Além de enfrentar a maratona de questões de um processo seletivo em concursos públicos, em alguns casos, como para o cargo de carteiro dos Correios, os candidatos também precisam mostrar muita disposição e preparo para superar os testes físicos, que também reprovam muitos
participantes. Barras, flexões, abdominais, saltos e corrida podem frustar sonhos de candidatos. Porém, uma boa preparação física é fundamental e pode ser determinante para a aprovação.

"As pessoas que se preparam para concursos tendem a colocar a preparação teórica em primeiro plano. Nem sempre isso é viável, pois os concursos da área pública exigem bastante nos testes de aptidão física (TAF). O candidato estuda por meses ou anos, mas quer fazer a preparação física apenas quando é publicado o edital, faltando pouco tempo para os testes", afirma o professor de educação física Walter Molina, que montou a empresa de assessoria esportiva Natal Runner e descobriu na preparação de candidatos de concursos públicos um novo nicho no mercado.

De acordo com o professor, atualmente, o concurso dos Correios para os cargos de carteiros e operador de triagem e transbordo é um dos que exigem a preparação. A avaliação de aptidão física consta da realização de flexões na barra fixa, teste de força no dinamômetro e corrida de 12 minutos. Os parâmetros variam conforme o sexo. Para os homens, por exemplo, será exigido um mínimo de três flexões na barra e 2.200 metros de corrida.

Walter Molina explica que a prova não é longa, mas bastante intensa, de metas difíceis. "Eles realmente querem selecionar bem. Se o candidato é sedentário, não se preparou, vai sentir dores nas articulações, no coração, uma série de dificuldades", diz.

Segundo Molina, o maior erro é deixar o treinamento para a última hora, quando sai o resultado da prova objetiva. Muitas vezes não dá tempo de correr atrás. "Essa preparação tem de ser paralela aos estudos. Só para ilustrar, uma pessoa que não faz nenhuma barra fixa ou que não tenha esse hábito, demora em média de 20 a 30 dias para conseguir fazer a primeira. E entre o resultado das provas e o teste físico não dá tempo. Nos Correios, por exemplo, vão ser exigidas três barras. E das reprovações em testes físicos, 90% são na barra fixa." diz.
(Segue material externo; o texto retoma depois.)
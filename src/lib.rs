//! DeepChat: a chat demo server that streams canned or proxied replies and
//! renders mixed Markdown/JSON text to sanitised HTML.

pub mod application;
pub mod config;
pub mod domain;
pub mod infra;
//! Multipart chat submission parsing.

use axum::http::StatusCode;
use axum_extra::extract::Multipart;
use axum_extra::extract::multipart::{Field, MultipartError};
use futures::StreamExt;
use tracing::{debug, error};

use crate::{
    application::error::HttpError,
    domain::chat::{ChatPrompt, UploadedFile},
    infra::uploads::{UploadStorage, UploadStorageError},
};

const SOURCE_BASE: &str = "infra::http::multipart";
const FALLBACK_CONTENT_TYPE: &str = "application/octet-stream";

pub(super) enum UploadPayloadError {
    PayloadTooLarge,
    InvalidFormData,
    Read { detail: String },
    Storage(UploadStorageError),
}

impl UploadPayloadError {
    pub(super) fn into_http(self, limit_bytes: u64) -> HttpError {
        match self {
            UploadPayloadError::PayloadTooLarge => HttpError::new(
                SOURCE_BASE,
                StatusCode::PAYLOAD_TOO_LARGE,
                "Request body is too large",
                format!("request exceeds {limit_bytes} bytes"),
            ),
            UploadPayloadError::InvalidFormData => HttpError::new(
                SOURCE_BASE,
                StatusCode::BAD_REQUEST,
                "Form data was invalid",
                "multipart payload could not be parsed",
            ),
            UploadPayloadError::Read { detail } => HttpError::new(
                SOURCE_BASE,
                StatusCode::BAD_REQUEST,
                "Form data could not be read",
                detail,
            ),
            UploadPayloadError::Storage(UploadStorageError::PayloadTooLarge { source }) => {
                HttpError::new(
                    SOURCE_BASE,
                    StatusCode::PAYLOAD_TOO_LARGE,
                    "Request body is too large",
                    source.to_string(),
                )
            }
            UploadPayloadError::Storage(err) => HttpError::from_error(
                SOURCE_BASE,
                StatusCode::INTERNAL_SERVER_ERROR,
                "Upload could not be stored",
                &err,
            ),
        }
    }
}

impl From<MultipartError> for UploadPayloadError {
    fn from(err: MultipartError) -> Self {
        let status = err.status();
        error!(
            target = SOURCE_BASE,
            status = status.as_u16(),
            error = %err,
            "failed to read multipart payload"
        );
        match status {
            StatusCode::PAYLOAD_TOO_LARGE => UploadPayloadError::PayloadTooLarge,
            StatusCode::BAD_REQUEST => UploadPayloadError::InvalidFormData,
            _ => UploadPayloadError::Read {
                detail: err.to_string(),
            },
        }
    }
}

/// Read the optional `message` and `file` parts of a chat submission.
///
/// The file is streamed to storage as soon as its part arrives. Unknown parts
/// are skipped; a file part without a filename counts as no file.
pub(super) async fn read_chat_prompt(
    multipart: &mut Multipart,
    storage: &UploadStorage,
) -> Result<ChatPrompt, UploadPayloadError> {
    let mut message: Option<String> = None;
    let mut file: Option<UploadedFile> = None;

    while let Some(field) = multipart.next_field().await? {
        match field.name() {
            Some("message") => {
                message = Some(field.text().await?);
            }
            Some("file") if file.is_none() => {
                file = store_file(field, storage).await?;
            }
            _ => continue,
        }
    }

    Ok(ChatPrompt::new(message, file))
}

async fn store_file(
    field: Field,
    storage: &UploadStorage,
) -> Result<Option<UploadedFile>, UploadPayloadError> {
    let Some(original_name) = field
        .file_name()
        .map(str::trim)
        .filter(|value| !value.is_empty())
        .map(str::to_string)
    else {
        debug!(target = SOURCE_BASE, "file part without filename ignored");
        return Ok(None);
    };

    let mime_type = field
        .content_type()
        .map(|mime| mime.to_string())
        .unwrap_or_else(|| FALLBACK_CONTENT_TYPE.to_string());

    let stream = field.map(|result| {
        result.map_err(|err| {
            if err.status() == StatusCode::PAYLOAD_TOO_LARGE {
                UploadStorageError::PayloadTooLarge {
                    source: Box::new(err),
                }
            } else {
                UploadStorageError::PayloadStream {
                    source: Box::new(err),
                }
            }
        })
    });

    let stored = storage
        .store_stream(&original_name, stream)
        .await
        .map_err(UploadPayloadError::Storage)?;

    debug!(
        target = SOURCE_BASE,
        stored_path = %stored.stored_path,
        size_bytes = stored.size_bytes,
        "stored chat attachment"
    );

    Ok(Some(UploadedFile {
        original_name,
        mime_type,
        size_bytes: stored.size_bytes,
        stored_path: stored.stored_path,
    }))
}
//! Domain layer types and invariants.

pub mod chat;
pub mod error;
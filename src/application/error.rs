use std::error::Error as StdError;

use axum::{
    http::StatusCode,
    response::{IntoResponse, Response},
};
use thiserror::Error;

use crate::{domain::error::DomainError, infra::error::InfraError};

#[derive(Debug, Clone)]
pub struct ErrorReport {
    pub source: &'static str,
    pub status: StatusCode,
    pub messages: Vec<String>,
}

impl ErrorReport {
    pub fn from_error(source: &'static str, status: StatusCode, error: &dyn StdError) -> Self {
        let mut messages = Vec::new();
        messages.push(error.to_string());
        let mut current = error.source();
        while let Some(inner) = current {
            messages.push(inner.to_string());
            current = inner.source();
        }
        Self {
            source,
            status,
            messages,
        }
    }

    pub fn from_message(
        source: &'static str,
        status: StatusCode,
        message: impl Into<String>,
    ) -> Self {
        Self {
            source,
            status,
            messages: vec![message.into()],
        }
    }

    pub fn attach(self, response: &mut Response) {
        response.extensions_mut().insert(self);
    }
}

#[derive(Debug)]
pub struct HttpError {
    status: StatusCode,
    public_message: &'static str,
    report: ErrorReport,
}

impl HttpError {
    pub fn new(
        source: &'static str,
        status: StatusCode,
        public_message: &'static str,
        detail: impl Into<String>,
    ) -> Self {
        let report = ErrorReport::from_message(source, status, detail);
        Self {
            status,
            public_message,
            report,
        }
    }

    pub fn from_error(
        source: &'static str,
        status: StatusCode,
        public_message: &'static str,
        error: &dyn StdError,
    ) -> Self {
        let report = ErrorReport::from_error(source, status, error);
        Self {
            status,
            public_message,
            report,
        }
    }

    pub fn status(&self) -> StatusCode {
        self.status
    }
}

impl IntoResponse for HttpError {
    fn into_response(self) -> Response {
        let mut response = (self.status, self.public_message).into_response();
        self.report.attach(&mut response);
        response
    }
}

#[derive(Debug, Error)]
pub enum AppError {
    #[error(transparent)]
    Domain(#[from] DomainError),
    #[error(transparent)]
    Infra(#[from] InfraError),
    #[error("validation failed: {0}")]
    Validation(String),
    #[error("unexpected error: {0}")]
    Unexpected(String),
}

impl AppError {
    pub fn validation(message: impl Into<String>) -> Self {
        Self::Validation(message.into())
    }

    pub fn unexpected(message: impl Into<String>) -> Self {
        Self::Unexpected(message.into())
    }

    fn status_code(&self) -> StatusCode {
        match self {
            AppError::Domain(DomainError::Validation { .. }) | AppError::Validation(_) => {
                StatusCode::BAD_REQUEST
            }
            AppError::Infra(InfraError::Configuration { .. }) => StatusCode::INTERNAL_SERVER_ERROR,
            AppError::Infra(InfraError::Telemetry(_)) => StatusCode::INTERNAL_SERVER_ERROR,
            AppError::Infra(InfraError::Io(_)) => StatusCode::INTERNAL_SERVER_ERROR,
            AppError::Unexpected(_) => StatusCode::INTERNAL_SERVER_ERROR,
        }
    }

    fn presentation_message(&self) -> &'static str {
        match self {
            AppError::Domain(DomainError::Validation { .. }) | AppError::Validation(_) => {
                "Request could not be processed"
            }
            AppError::Infra(InfraError::Configuration { .. }) => "Service misconfigured",
            AppError::Infra(InfraError::Telemetry(_)) => "Logging subsystem could not start",
            AppError::Infra(InfraError::Io(_)) => "I/O failure during request",
            AppError::Unexpected(_) => "Unexpected error occurred",
        }
    }
}

impl IntoResponse for AppError {
    fn into_response(self) -> Response {
        let status = self.status_code();
        let message = self.presentation_message();
        let report = ErrorReport::from_error("application::error::AppError", status, &self);
        let mut response = (status, message).into_response();
        report.attach(&mut response);
        response
    }
}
Sobre a estratégia da corrida, Walter Molina explica que o candidato precisa entender como fazer a prova. Muitos querem treinar no mesmo horário da prova, geralmente entre 12 e 14 horas, horário de forte sol. É um erro, a corrida é intensa, mas dura apenas 12 minutos. O sol é sempre um fator de desgaste, pois tira a resistência e mina o treino. O melhor horário é no começo da manhã e no início da tarde", aconselha.

O objetivo na preparação deve ser o cumprimento das metas do edital. "O treinamento é conjunto, mas a preparação é individual. Cada um busca cumprir sua meta, de acordo com suas condições para isso. Portanto, a preparação física é o diferencial que pode decidir a vaga
em vários concursos", conclui Molina.